Hi fi molasses free has much less sugar than hi fi light.  I think it's 2.5% rather than 7%. I swapped when the molasses free version came out.


----------



## s4sugar (25 February 2017)

Plain oat straw. 
Honeychop is one but there are others.


----------



## Jnhuk (25 February 2017)

HOneychop oat straw or topspec topchop zero


----------



## Micky (25 February 2017)

Another vote for hi if molasses free, my cobx good doer/cushings horse has been on it for nearly 5 years now, with a good balancer, speedibeet in winter, linseed and salt..


----------



## Supertrooper (25 February 2017)

Top Chop Zero


----------



## booandellie (25 February 2017)

Jnhuk said:



			HOneychop oat straw or topspec topchop zero
		
Click to expand...

i swapped to topspec topchop zero from graze on just grass. Suspected my mare might turn her nose up at it but she eats every last morsel. it has virtually no energy in it so it's a great filler and fibre provider for waist line watchers!


----------



## doodle (25 February 2017)

Robin has hifi molasses free. He used to like it but now turning his nose up at it.

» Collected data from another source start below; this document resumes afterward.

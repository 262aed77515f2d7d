pub mod prelude;

pub mod categories;
pub mod ingredients;
pub mod instruction_steps;
pub mod recipe_likes;
pub mod recipes;
pub mod saved_recipes;
pub mod search_history;
pub mod search_log;
pub mod sessions;
pub mod users;
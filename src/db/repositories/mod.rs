pub mod engagement;
pub mod recipe;
pub mod search_history;
pub mod session;
pub mod user;
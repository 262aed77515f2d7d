use crate::config::{Config, ENCRYPTION_KEY_ENV};
use crate::crypto::EncryptionKey;

pub fn cmd_init() -> anyhow::Result<()> {
    if Config::create_default_if_missing()? {
        println!("✓ Created config.toml");
    } else {
        println!("config.toml already exists, left unchanged");
    }

    println!();
    println!("Search history is encrypted. Keep this key secret and stable:");
    println!();
    println!("  {ENCRYPTION_KEY_ENV}={}", EncryptionKey::generate_base64());
    println!();
    println!("Put it in your environment or a .env file next to config.toml.");
    println!("Changing it later makes existing history unreadable.");

    Ok(())
}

He is getting his teeth done on Tuesday in case that is the issue but if not wondering what to try him on.


----------



## Pilatesclare (25 February 2017)

Top chop zero or molasses free hi fi but top chop zero for super low calories.


----------



## Hepsibah (25 February 2017)

I tried Top Chop Zero but my mare got furious with it and chucked it around her stable instead of eating it.


----------



## Pilatesclare (25 February 2017)

Hepsibah said:



			I tried Top Chop Zero but my mare got furious with it and chucked it around her stable instead of eating it.
		
Click to expand...

At first I mixed in some alfa with it and gradually phased the alfa out.


----------



## Remi'sMum (25 February 2017)

Just been reading a post on Facebook about sugars in chaff written by Andrew Mellon Vets Ltd (no idea who they are, it popped up on my news feed)

Copied below.

Have you ever looked at the sugars in your horses chaff? 

Here is a list of the percentage sugar content of the most commonly fed chaffs. High sugars have an increased risk of laminitis, obesity, tooth decay as well as poor behaviour and excitability.  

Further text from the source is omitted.